■ Requirement: Please return every line in the following data that includes the string "CodeSearchResponse".

───── The records

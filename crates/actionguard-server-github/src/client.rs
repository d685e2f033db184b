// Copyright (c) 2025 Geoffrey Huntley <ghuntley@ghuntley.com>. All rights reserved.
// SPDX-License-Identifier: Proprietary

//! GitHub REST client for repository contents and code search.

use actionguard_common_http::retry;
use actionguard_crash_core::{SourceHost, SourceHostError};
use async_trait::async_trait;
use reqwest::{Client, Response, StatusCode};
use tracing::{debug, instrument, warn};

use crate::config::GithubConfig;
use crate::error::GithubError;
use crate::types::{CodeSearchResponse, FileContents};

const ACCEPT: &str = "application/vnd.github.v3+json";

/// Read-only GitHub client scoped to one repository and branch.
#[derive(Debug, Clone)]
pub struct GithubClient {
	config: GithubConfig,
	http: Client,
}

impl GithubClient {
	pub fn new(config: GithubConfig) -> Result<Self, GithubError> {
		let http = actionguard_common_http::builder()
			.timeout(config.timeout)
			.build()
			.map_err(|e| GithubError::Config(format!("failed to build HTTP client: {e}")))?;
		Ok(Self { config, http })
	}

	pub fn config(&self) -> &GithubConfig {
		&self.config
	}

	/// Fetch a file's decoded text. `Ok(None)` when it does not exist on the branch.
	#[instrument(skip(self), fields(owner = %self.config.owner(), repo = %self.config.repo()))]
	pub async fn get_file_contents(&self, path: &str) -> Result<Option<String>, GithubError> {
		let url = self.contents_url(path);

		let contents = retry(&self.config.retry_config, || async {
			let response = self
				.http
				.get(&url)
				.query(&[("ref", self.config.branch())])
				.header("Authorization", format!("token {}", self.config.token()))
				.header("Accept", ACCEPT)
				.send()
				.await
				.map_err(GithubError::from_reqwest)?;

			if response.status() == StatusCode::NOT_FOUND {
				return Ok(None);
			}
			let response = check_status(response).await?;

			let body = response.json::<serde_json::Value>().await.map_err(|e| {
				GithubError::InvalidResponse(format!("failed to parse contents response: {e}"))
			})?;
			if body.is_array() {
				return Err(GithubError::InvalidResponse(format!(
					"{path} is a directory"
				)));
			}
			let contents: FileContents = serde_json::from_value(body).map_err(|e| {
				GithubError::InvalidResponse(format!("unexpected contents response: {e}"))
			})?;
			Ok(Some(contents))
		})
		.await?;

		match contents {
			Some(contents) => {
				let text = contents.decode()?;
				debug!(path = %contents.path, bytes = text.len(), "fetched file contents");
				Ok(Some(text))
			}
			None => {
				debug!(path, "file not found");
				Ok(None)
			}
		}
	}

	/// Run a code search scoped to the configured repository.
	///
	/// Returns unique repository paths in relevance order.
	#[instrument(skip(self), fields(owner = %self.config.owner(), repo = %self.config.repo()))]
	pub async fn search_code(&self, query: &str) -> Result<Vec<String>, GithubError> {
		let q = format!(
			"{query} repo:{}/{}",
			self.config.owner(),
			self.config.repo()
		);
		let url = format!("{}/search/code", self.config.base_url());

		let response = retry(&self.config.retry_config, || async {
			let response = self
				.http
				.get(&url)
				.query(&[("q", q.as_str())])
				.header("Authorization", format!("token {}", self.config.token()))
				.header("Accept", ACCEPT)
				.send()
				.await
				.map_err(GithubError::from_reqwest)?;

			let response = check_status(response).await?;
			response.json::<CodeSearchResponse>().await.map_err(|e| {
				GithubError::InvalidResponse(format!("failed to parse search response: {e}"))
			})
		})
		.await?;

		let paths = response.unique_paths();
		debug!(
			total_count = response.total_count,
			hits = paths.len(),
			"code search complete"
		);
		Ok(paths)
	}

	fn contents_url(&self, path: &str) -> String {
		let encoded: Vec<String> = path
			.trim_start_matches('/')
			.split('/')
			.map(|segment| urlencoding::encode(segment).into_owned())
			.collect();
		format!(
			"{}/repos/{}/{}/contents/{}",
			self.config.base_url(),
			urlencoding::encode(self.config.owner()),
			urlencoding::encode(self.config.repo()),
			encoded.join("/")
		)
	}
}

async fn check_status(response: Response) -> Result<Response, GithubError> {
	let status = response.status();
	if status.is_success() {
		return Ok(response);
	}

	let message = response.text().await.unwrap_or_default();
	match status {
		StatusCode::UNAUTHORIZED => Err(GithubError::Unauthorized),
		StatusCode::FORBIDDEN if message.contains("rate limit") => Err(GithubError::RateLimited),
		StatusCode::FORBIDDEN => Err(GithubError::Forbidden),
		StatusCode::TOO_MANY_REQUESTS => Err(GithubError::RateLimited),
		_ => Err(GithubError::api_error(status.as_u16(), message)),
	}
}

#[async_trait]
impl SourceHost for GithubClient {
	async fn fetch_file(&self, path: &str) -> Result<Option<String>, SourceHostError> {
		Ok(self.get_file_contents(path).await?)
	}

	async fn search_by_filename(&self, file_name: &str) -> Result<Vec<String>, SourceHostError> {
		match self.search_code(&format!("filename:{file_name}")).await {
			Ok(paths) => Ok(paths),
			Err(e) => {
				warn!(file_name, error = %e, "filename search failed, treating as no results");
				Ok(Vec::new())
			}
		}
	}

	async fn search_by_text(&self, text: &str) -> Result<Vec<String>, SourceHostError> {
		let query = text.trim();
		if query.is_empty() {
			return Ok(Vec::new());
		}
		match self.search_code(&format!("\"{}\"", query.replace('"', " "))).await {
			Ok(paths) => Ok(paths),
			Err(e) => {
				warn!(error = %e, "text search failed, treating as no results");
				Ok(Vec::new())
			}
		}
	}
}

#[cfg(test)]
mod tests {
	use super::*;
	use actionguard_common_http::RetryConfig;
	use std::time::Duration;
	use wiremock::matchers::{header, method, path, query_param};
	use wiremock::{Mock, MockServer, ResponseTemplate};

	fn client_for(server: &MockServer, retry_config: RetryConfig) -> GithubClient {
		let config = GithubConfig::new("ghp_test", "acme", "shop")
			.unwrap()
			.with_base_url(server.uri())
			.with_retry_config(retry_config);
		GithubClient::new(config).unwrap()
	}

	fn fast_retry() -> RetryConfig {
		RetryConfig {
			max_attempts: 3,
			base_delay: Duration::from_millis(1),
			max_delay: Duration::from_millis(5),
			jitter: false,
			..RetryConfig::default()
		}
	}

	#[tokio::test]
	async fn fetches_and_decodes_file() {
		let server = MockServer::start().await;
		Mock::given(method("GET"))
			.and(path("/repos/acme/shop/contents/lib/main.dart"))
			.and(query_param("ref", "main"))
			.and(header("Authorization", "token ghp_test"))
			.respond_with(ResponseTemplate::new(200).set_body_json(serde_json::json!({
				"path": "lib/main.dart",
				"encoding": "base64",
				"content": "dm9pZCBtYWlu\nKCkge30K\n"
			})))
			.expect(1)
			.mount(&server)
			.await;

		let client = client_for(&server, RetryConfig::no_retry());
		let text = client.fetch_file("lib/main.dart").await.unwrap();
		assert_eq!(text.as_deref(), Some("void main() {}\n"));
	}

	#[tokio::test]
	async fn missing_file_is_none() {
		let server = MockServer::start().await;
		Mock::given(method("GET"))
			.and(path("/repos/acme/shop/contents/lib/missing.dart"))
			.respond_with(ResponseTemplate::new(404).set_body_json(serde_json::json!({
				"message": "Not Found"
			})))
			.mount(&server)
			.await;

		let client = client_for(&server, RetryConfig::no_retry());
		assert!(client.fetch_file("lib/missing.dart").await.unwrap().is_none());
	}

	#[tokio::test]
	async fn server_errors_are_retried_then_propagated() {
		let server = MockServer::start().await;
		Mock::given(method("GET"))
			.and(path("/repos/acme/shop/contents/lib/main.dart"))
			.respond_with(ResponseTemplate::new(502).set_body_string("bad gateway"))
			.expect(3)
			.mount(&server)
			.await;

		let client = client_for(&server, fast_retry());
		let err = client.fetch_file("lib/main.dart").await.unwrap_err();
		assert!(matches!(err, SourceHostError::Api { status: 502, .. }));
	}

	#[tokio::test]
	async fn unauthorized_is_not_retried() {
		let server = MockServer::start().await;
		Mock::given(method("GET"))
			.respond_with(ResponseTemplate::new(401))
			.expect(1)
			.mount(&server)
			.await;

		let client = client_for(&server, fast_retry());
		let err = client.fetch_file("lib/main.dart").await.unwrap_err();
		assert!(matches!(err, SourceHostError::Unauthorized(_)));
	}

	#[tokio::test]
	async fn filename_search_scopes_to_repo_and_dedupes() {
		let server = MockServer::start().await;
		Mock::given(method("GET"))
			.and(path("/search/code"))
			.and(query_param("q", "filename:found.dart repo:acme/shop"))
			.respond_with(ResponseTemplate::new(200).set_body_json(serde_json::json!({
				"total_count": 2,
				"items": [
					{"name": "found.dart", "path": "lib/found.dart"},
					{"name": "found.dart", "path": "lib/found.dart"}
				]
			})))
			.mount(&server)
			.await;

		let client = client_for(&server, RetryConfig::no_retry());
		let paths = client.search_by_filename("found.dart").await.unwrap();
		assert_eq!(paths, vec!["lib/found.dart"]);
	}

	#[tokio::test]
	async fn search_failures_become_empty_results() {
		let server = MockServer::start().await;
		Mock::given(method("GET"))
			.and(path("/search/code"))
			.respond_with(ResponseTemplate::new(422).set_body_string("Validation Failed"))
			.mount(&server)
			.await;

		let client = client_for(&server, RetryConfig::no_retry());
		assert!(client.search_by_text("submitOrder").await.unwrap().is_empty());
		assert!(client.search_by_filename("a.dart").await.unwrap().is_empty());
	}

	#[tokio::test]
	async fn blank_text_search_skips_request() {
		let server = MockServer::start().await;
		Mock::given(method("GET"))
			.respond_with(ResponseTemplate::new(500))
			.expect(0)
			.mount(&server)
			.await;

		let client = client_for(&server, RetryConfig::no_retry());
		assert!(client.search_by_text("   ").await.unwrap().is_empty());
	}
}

──────────

■ Result:
use crate::types::{CodeSearchResponse, FileContents};
			response.json::<CodeSearchResponse>().await.map_err(|e| {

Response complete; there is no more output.